Task to carry out: Search the data below for the word "sequences" and copy each line that holds it.

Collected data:
● ● ● ●
//! CSV encoding of the raw and clean datasets, the files that separate the
//! extract, transform and load stages.

use crate::core::normalizer::resolve_columns;
use crate::domain::model::{CleanDataset, CleanRecord, RawRecord, Table, COLUMNS};
use crate::utils::error::{EtlError, Result};

pub fn raw_records_to_csv(records: &[RawRecord]) -> Result<Vec<u8>> {
    let mut writer = csv::Writer::from_writer(Vec::new());
    if records.is_empty() {
        writer.write_record(COLUMNS)?;
    }
    for record in records {
        writer.serialize(record)?;
    }
    into_bytes(writer)
}

/// Reads any CSV with a header row. Empty cells become `None`.
pub fn table_from_csv(data: &[u8]) -> Result<Table> {
    let mut reader = csv::ReaderBuilder::new()
        .flexible(true)
        .from_reader(data);
    let headers = reader
        .headers()?
        .iter()
        .map(|h| h.trim_start_matches('\u{feff}').to_string())
        .collect();

    let mut rows = Vec::new();
    for result in reader.records() {
        let record = result?;
        rows.push(
            record
                .iter()
                .map(|cell| (!cell.is_empty()).then(|| cell.to_string()))
                .collect(),
        );
    }

    Ok(Table { headers, rows })
}

pub fn clean_dataset_to_csv(dataset: &CleanDataset) -> Result<Vec<u8>> {
    let mut writer = csv::Writer::from_writer(Vec::new());
    if dataset.is_empty() {
        writer.write_record(COLUMNS)?;
    }
    for record in &dataset.records {
        writer.serialize(record)?;
    }
    into_bytes(writer)
}

/// Reads a clean dataset file. The header must carry every clean column;
/// extra columns are kept in `columns` so a sink can refuse them.
pub fn clean_dataset_from_csv(data: &[u8]) -> Result<CleanDataset> {
    let mut reader = csv::Reader::from_reader(data);
    let columns: Vec<String> = reader.headers()?.iter().map(str::to_string).collect();
    resolve_columns(&columns)?;

    let records = reader
        .deserialize::<CleanRecord>()
        .collect::<std::result::Result<Vec<_>, _>>()?;

    Ok(CleanDataset { columns, records })
}

fn into_bytes(writer: csv::Writer<Vec<u8>>) -> Result<Vec<u8>> {
    writer.into_inner().map_err(|e| {
        EtlError::IoError(std::io::Error::other(format!(
            "failed to flush CSV writer: {}",
            e.error()
        )))
    })
}
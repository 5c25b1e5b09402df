pub mod cli;
pub mod toml_config;

pub use cli::{Cli, Command};
pub use toml_config::TomlConfig;
use clap::Parser;
use fashion_etl::core::Pipeline;
use fashion_etl::utils::error::{ErrorSeverity, EtlError};
use fashion_etl::utils::{logger, validation::Validate};
use fashion_etl::{Cli, Command, EtlEngine, FashionPipeline, LocalStorage, TomlConfig};

#[tokio::main]
async fn main() {
    let cli = Cli::parse();

    // 初始化日誌
    if cli.log_json {
        logger::init_json_logger(cli.verbose);
    } else {
        logger::init_cli_logger(cli.verbose);
    }

    tracing::info!("🚀 Starting fashion-etl ({:?})", cli.command);

    // 載入配置並套用命令列覆蓋
    let config = match cli.load_config() {
        Ok(config) => config,
        Err(e) => exit_with(&e),
    };
    tracing::debug!(
        "Source: {:?}, output: {:?}",
        config.source,
        config.load
    );

    // 驗證配置
    if let Err(e) = config.validate() {
        tracing::error!("❌ Configuration validation failed: {}", e);
        exit_with(&e);
    }

    if let Err(e) = run(cli.command, config).await {
        exit_with(&e);
    }
}

async fn run(command: Command, config: TomlConfig) -> fashion_etl::Result<()> {
    let storage = LocalStorage::new(config.load.output_path.clone());
    let pipeline = FashionPipeline::from_config(storage, config)?;

    match command {
        Command::Extract => {
            let records = pipeline.extract().await?;
            println!(
                "✅ Scraped {} products into {}",
                records.len(),
                pipeline.config().load.raw_file
            );
        }
        Command::Transform => {
            let table = pipeline.read_raw_table().await?;
            let dataset = pipeline.transform(table).await?;
            println!(
                "✅ Cleaned {} products into {}",
                dataset.len(),
                pipeline.config().load.clean_file
            );
        }
        Command::Load => {
            let dataset = pipeline.read_clean_dataset().await?;
            let report = pipeline.load(dataset).await?;
            print_report(&report);
        }
        Command::Run => {
            let engine = EtlEngine::new(pipeline);
            let report = engine.run().await?;
            tracing::info!("✅ ETL process completed successfully!");
            print_report(&report);
        }
    }

    Ok(())
}

fn print_report(report: &fashion_etl::core::LoadReport) {
    println!("✅ {} products ready", report.rows);
    match report.sheets_ok {
        Some(true) => println!("📊 Spreadsheet updated"),
        Some(false) => println!("⚠️  Spreadsheet update failed, see logs"),
        None => {}
    }
    if let Some(rows) = report.rows_inserted {
        println!("🗄️  {} rows inserted into PostgreSQL", rows);
    }
}

fn exit_with(e: &EtlError) -> ! {
    // 記錄詳細錯誤信息
    tracing::error!("❌ fashion-etl failed: {} (Severity: {:?})", e, e.severity());
    tracing::error!("💡 Recovery suggestion: {}", e.recovery_suggestion());

    // 輸出用戶友好的錯誤信息
    eprintln!("❌ {}", e.user_friendly_message());
    eprintln!("💡 建議: {}", e.recovery_suggestion());

    // 根據錯誤嚴重程度決定退出碼
    let exit_code = match e.severity() {
        ErrorSeverity::Low | ErrorSeverity::High => 1,
        ErrorSeverity::Medium => 2, // 重試錯誤
        ErrorSeverity::Critical => 3, // 系統錯誤
    };
    std::process::exit(exit_code);
}
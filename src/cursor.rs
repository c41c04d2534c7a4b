use crate::error::Result;

/// Stateful, single-pass pull source of elements
///
/// A cursor is the per-iteration half of a [`Sequence`](crate::Sequence): every
/// combinator hands out a cursor that owns the cursors it reads from and only
/// pulls from them when asked.
pub trait Cursor {
    /// The type of elements this cursor produces
    type Item;

    /// Check whether another element is available without consuming it
    ///
    /// Implementations may pull one element from upstream into a lookahead
    /// slot; that element is still returned by the next call to `next`.
    fn has_next(&mut self) -> bool;

    /// Consume and return the next element
    ///
    /// Returns `SeqCombError::Exhausted` once nothing is left, and keeps doing
    /// so on every later call.
    fn next(&mut self) -> Result<Self::Item>;

    /// Adapt this cursor into a standard library iterator
    fn elements(self) -> Elements<Self>
    where
        Self: Sized,
    {
        Elements { cursor: self }
    }
}

impl<C: Cursor + ?Sized> Cursor for Box<C> {
    type Item = C::Item;

    fn has_next(&mut self) -> bool {
        (**self).has_next()
    }

    fn next(&mut self) -> Result<Self::Item> {
        (**self).next()
    }
}

impl<C: Cursor + ?Sized> Cursor for &mut C {
    type Item = C::Item;

    fn has_next(&mut self) -> bool {
        (**self).has_next()
    }

    fn next(&mut self) -> Result<Self::Item> {
        (**self).next()
    }
}

/// Iterator over the remaining elements of a cursor
#[derive(Debug, Clone)]
pub struct Elements<C> {
    cursor: C,
}

impl<C> Elements<C> {
    /// Give back the wrapped cursor
    pub fn into_inner(self) -> C {
        self.cursor
    }
}

impl<C: Cursor> Iterator for Elements<C> {
    type Item = C::Item;

    fn next(&mut self) -> Option<Self::Item> {
        if self.cursor.has_next() {
            self.cursor.next().ok()
        } else {
            None
        }
    }
}
use crate::cursor::Cursor;
use crate::cursors::{Chained, Flattened};
use crate::sequence::Sequence;

/// Sequence combinator that yields one sequence followed by another
#[derive(Debug, Clone)]
pub struct Chain<A, B> {
    first: A,
    second: B,
}

impl<A, B> Chain<A, B> {
    pub fn new(first: A, second: B) -> Self {
        Chain { first, second }
    }
}

impl<A, B> Sequence for Chain<A, B>
where
    A: Sequence,
    B: Sequence<Item = A::Item>,
{
    type Item = A::Item;
    type Cursor = Chained<A::Cursor, B::Cursor>;

    fn cursor(&self) -> Self::Cursor {
        Chained::new(self.first.cursor(), self.second.cursor())
    }
}

/// All elements of `first`, then all elements of `second`
pub fn chain<A, B>(first: A, second: B) -> Chain<A, B>
where
    A: Sequence,
    B: Sequence<Item = A::Item>,
{
    Chain::new(first, second)
}

/// Sequence combinator that concatenates the cursors its source yields
///
/// Useful for flattening [`batch`](crate::batch()) output or any sequence of
/// cursors back into a single stream.
#[derive(Debug, Clone)]
pub struct Concat<S> {
    source: S,
}

impl<S> Concat<S> {
    pub fn new(source: S) -> Self {
        Concat { source }
    }
}

impl<S> Sequence for Concat<S>
where
    S: Sequence,
    S::Item: Cursor,
{
    type Item = <S::Item as Cursor>::Item;
    type Cursor = Flattened<S::Cursor>;

    fn cursor(&self) -> Self::Cursor {
        Flattened::new(self.source.cursor())
    }
}

/// Flatten a sequence of cursors into the sequence of their elements
pub fn concat<S>(source: S) -> Concat<S>
where
    S: Sequence,
    S::Item: Cursor,
{
    Concat::new(source)
}

/// Extension trait to add .chain() method support for sequences
pub trait ChainExt: Sequence + Sized {
    fn chain<B>(self, second: B) -> Chain<Self, B>
    where
        B: Sequence<Item = Self::Item>,
    {
        Chain::new(self, second)
    }
}

impl<S> ChainExt for S where S: Sequence {}
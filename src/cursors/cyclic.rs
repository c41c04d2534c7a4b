use crate::cursor::Cursor;
use crate::error::{Result, SeqCombError};
use crate::sequence::Sequence;

/// Cursor that replays its source sequence pass after pass
///
/// Each pass asks the source for a fresh cursor. With no pass limit the
/// cursor is infinite for any non-empty restartable source. A pass that
/// yields nothing ends the cycle, so an empty source, or one that can only be
/// traversed once, does not spin forever.
pub struct Cyclic<S: Sequence> {
    source: S,
    current: Option<S::Cursor>,
    /// Passes that may still be started, `None` for unbounded
    passes_left: Option<usize>,
    yielded_this_pass: bool,
    finished: bool,
}

impl<S: Sequence> Cyclic<S> {
    /// Repeat the source forever
    pub fn unbounded(source: S) -> Self {
        Self::with_passes(source, None)
    }

    /// Repeat the source exactly `passes` times
    pub fn bounded(source: S, passes: usize) -> Self {
        Self::with_passes(source, Some(passes))
    }

    fn with_passes(source: S, passes_left: Option<usize>) -> Self {
        Cyclic {
            source,
            current: None,
            passes_left,
            yielded_this_pass: false,
            finished: false,
        }
    }
}

impl<S: Sequence> Cursor for Cyclic<S> {
    type Item = S::Item;

    fn has_next(&mut self) -> bool {
        while !self.finished {
            match self.current.as_mut() {
                None => {
                    match self.passes_left.as_mut() {
                        Some(0) => {
                            self.finished = true;
                            continue;
                        }
                        Some(left) => *left -= 1,
                        None => {}
                    }
                    tracing::trace!(passes_left = ?self.passes_left, "starting cycle pass");
                    self.current = Some(self.source.cursor());
                    self.yielded_this_pass = false;
                }
                Some(cursor) => {
                    if cursor.has_next() {
                        return true;
                    }
                    if !self.yielded_this_pass {
                        self.finished = true;
                    }
                    self.current = None;
                }
            }
        }
        false
    }

    fn next(&mut self) -> Result<Self::Item> {
        match (self.has_next(), self.current.as_mut()) {
            (true, Some(cursor)) => {
                self.yielded_this_pass = true;
                cursor.next()
            }
            _ => Err(SeqCombError::exhausted()),
        }
    }
}
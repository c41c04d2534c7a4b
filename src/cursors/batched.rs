use crate::cursor::Cursor;
use crate::error::{Result, SeqCombError};
use std::cell::RefCell;
use std::collections::VecDeque;
use std::num::NonZeroUsize;
use std::rc::Rc;

type Spill<T> = Rc<RefCell<VecDeque<T>>>;

struct Shared<C: Cursor> {
    upstream: C,
    /// Elements the live batch may still take from upstream
    remaining: usize,
    /// Identifies the live batch; older batches only read their spill
    generation: u64,
    /// Buffer owned by the live batch, filled when it is left behind
    spill: Spill<C::Item>,
}

impl<C: Cursor> Shared<C> {
    /// Move the live batch's unread elements into its own buffer
    fn detach_live(&mut self) {
        if self.remaining == 0 {
            return;
        }
        let mut spill = self.spill.borrow_mut();
        while self.remaining > 0 && self.upstream.has_next() {
            match self.upstream.next() {
                Ok(item) => spill.push_back(item),
                Err(_) => break,
            }
            self.remaining -= 1;
        }
        self.remaining = 0;
        tracing::trace!(generation = self.generation, spilled = spill.len(), "batch left behind");
    }
}

/// Cursor that groups consecutive upstream elements into batches
///
/// Each batch is a [`Batch`] cursor reading straight from the shared upstream.
/// Moving on to the next batch hands whatever the previous batch left unread
/// over to that batch, so at most one batch worth of elements is ever held.
pub struct Batched<C: Cursor> {
    shared: Rc<RefCell<Shared<C>>>,
    size: NonZeroUsize,
}

impl<C: Cursor> Batched<C> {
    pub fn new(upstream: C, size: NonZeroUsize) -> Self {
        Batched {
            shared: Rc::new(RefCell::new(Shared {
                upstream,
                remaining: 0,
                generation: 0,
                spill: Rc::new(RefCell::new(VecDeque::new())),
            })),
            size,
        }
    }
}

impl<C: Cursor> Cursor for Batched<C> {
    type Item = Batch<C>;

    fn has_next(&mut self) -> bool {
        let mut shared = self.shared.borrow_mut();
        shared.detach_live();
        shared.upstream.has_next()
    }

    fn next(&mut self) -> Result<Self::Item> {
        if !self.has_next() {
            return Err(SeqCombError::exhausted());
        }
        let mut shared = self.shared.borrow_mut();
        shared.generation += 1;
        shared.remaining = self.size.get();
        shared.spill = Rc::new(RefCell::new(VecDeque::new()));
        tracing::trace!(generation = shared.generation, size = self.size.get(), "starting batch");
        Ok(Batch {
            shared: Rc::clone(&self.shared),
            generation: shared.generation,
            spill: Rc::clone(&shared.spill),
        })
    }
}

/// One batch produced by [`Batched`]
///
/// Holds at most the batch size of elements; the last batch of an uneven
/// source is shorter. Reads from upstream while it is the newest batch and
/// from its own buffer once a later batch has started.
pub struct Batch<C: Cursor> {
    shared: Rc<RefCell<Shared<C>>>,
    generation: u64,
    spill: Spill<C::Item>,
}

impl<C: Cursor> Cursor for Batch<C> {
    type Item = C::Item;

    fn has_next(&mut self) -> bool {
        if !self.spill.borrow().is_empty() {
            return true;
        }
        let mut shared = self.shared.borrow_mut();
        shared.generation == self.generation
            && shared.remaining > 0
            && shared.upstream.has_next()
    }

    fn next(&mut self) -> Result<Self::Item> {
        if let Some(item) = self.spill.borrow_mut().pop_front() {
            return Ok(item);
        }
        if !self.has_next() {
            return Err(SeqCombError::exhausted());
        }
        let mut shared = self.shared.borrow_mut();
        shared.remaining -= 1;
        shared.upstream.next()
    }
}
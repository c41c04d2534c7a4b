use crate::error::{Result, SeqCombError};

/// One-element buffer shared by cursors that must look ahead before they can
/// answer `has_next`
#[derive(Debug, Clone)]
pub(crate) enum Lookahead<T> {
    /// Nothing buffered yet, upstream not consulted
    Pending,
    /// An element was pulled and not yet handed out
    Ready(T),
    /// Upstream has nothing more to give
    Done,
}

impl<T> Lookahead<T> {
    pub(crate) fn new() -> Self {
        Lookahead::Pending
    }

    /// Run `pull` if nothing is buffered and report whether an element is ready
    pub(crate) fn fill(&mut self, pull: impl FnOnce() -> Option<T>) -> bool {
        if let Lookahead::Pending = self {
            *self = match pull() {
                Some(value) => Lookahead::Ready(value),
                None => Lookahead::Done,
            };
        }
        matches!(self, Lookahead::Ready(_))
    }

    /// Hand out the buffered element
    pub(crate) fn take(&mut self) -> Result<T> {
        match std::mem::replace(self, Lookahead::Pending) {
            Lookahead::Ready(value) => Ok(value),
            state => {
                *self = state;
                Err(SeqCombError::exhausted())
            }
        }
    }
}

#[cfg(test)]
mod tests {
    use super::*;

    #[test]
    fn test_fill_pulls_once() {
        let mut calls = 0;
        let mut slot = Lookahead::new();

        assert!(slot.fill(|| {
            calls += 1;
            Some(7)
        }));
        assert!(slot.fill(|| {
            calls += 1;
            Some(8)
        }));
        assert_eq!(calls, 1);
        assert_eq!(slot.take().unwrap(), 7);
    }

    #[test]
    fn test_done_stays_done() {
        let mut slot: Lookahead<u8> = Lookahead::new();

        assert!(!slot.fill(|| None));
        assert!(matches!(slot, Lookahead::Done));
        assert!(!slot.fill(|| Some(1)));
        assert_eq!(slot.take(), Err(SeqCombError::Exhausted));
        assert!(matches!(slot, Lookahead::Done));
    }
}
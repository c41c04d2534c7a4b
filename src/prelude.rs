//! Traits and types needed to build pipelines with method syntax
//!
//! ```
//! use seqcomb::prelude::*;
//! use seqcomb::{integers, source};
//!
//! let squares = integers(1).map(|n| n * n).take_while(|n: &usize| *n < 30);
//! assert_eq!(squares.elements().collect::<Vec<_>>(), vec![1, 4, 9, 16, 25]);
//!
//! let words = source(vec!["a", "bb", "ccc"]).reject(|w: &&str| w.len() == 2);
//! assert_eq!(words.elements().collect::<Vec<_>>(), vec!["a", "ccc"]);
//! ```

pub use crate::batch::BatchExt;
pub use crate::chain::ChainExt;
pub use crate::cursor::Cursor;
pub use crate::cycle::CycleExt;
pub use crate::drop::DropExt;
pub use crate::each::EachExt;
pub use crate::enumerate::EnumerateExt;
pub use crate::filter::FilterExt;
pub use crate::map::MapExt;
pub use crate::maybe::Maybe;
pub use crate::sequence::Sequence;
pub use crate::slice::SliceExt;
pub use crate::take::TakeExt;
pub use crate::zip::ZipExt;
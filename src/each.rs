use crate::cursors::Each;
use crate::sequence::Sequence;

/// Sequence combinator that runs a procedure on every element as it passes
/// through
///
/// The procedure fires once per element per traversal, at the moment the
/// element is pulled, and never for elements that are not pulled.
#[derive(Debug, Clone)]
pub struct OnEach<S, F> {
    source: S,
    procedure: F,
}

impl<S, F> OnEach<S, F> {
    pub fn new(source: S, procedure: F) -> Self {
        OnEach { source, procedure }
    }
}

impl<S, F> Sequence for OnEach<S, F>
where
    S: Sequence,
    F: Fn(&S::Item) + Clone,
{
    type Item = S::Item;
    type Cursor = Each<S::Cursor, F>;

    fn cursor(&self) -> Self::Cursor {
        Each::new(self.source.cursor(), self.procedure.clone())
    }
}

/// Run `procedure` on each element while passing it through unchanged
pub fn each<S, F>(source: S, procedure: F) -> OnEach<S, F>
where
    S: Sequence,
    F: Fn(&S::Item) + Clone,
{
    OnEach::new(source, procedure)
}

/// Extension trait to add .each() method support for sequences
pub trait EachExt: Sequence + Sized {
    fn each<F>(self, procedure: F) -> OnEach<Self, F>
    where
        F: Fn(&Self::Item) + Clone,
    {
        OnEach::new(self, procedure)
    }
}

impl<S> EachExt for S where S: Sequence {}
● ● ● ●
Answer:
/// Extension trait to add .chain() method support for sequences
/// Extension trait to add .each() method support for sequences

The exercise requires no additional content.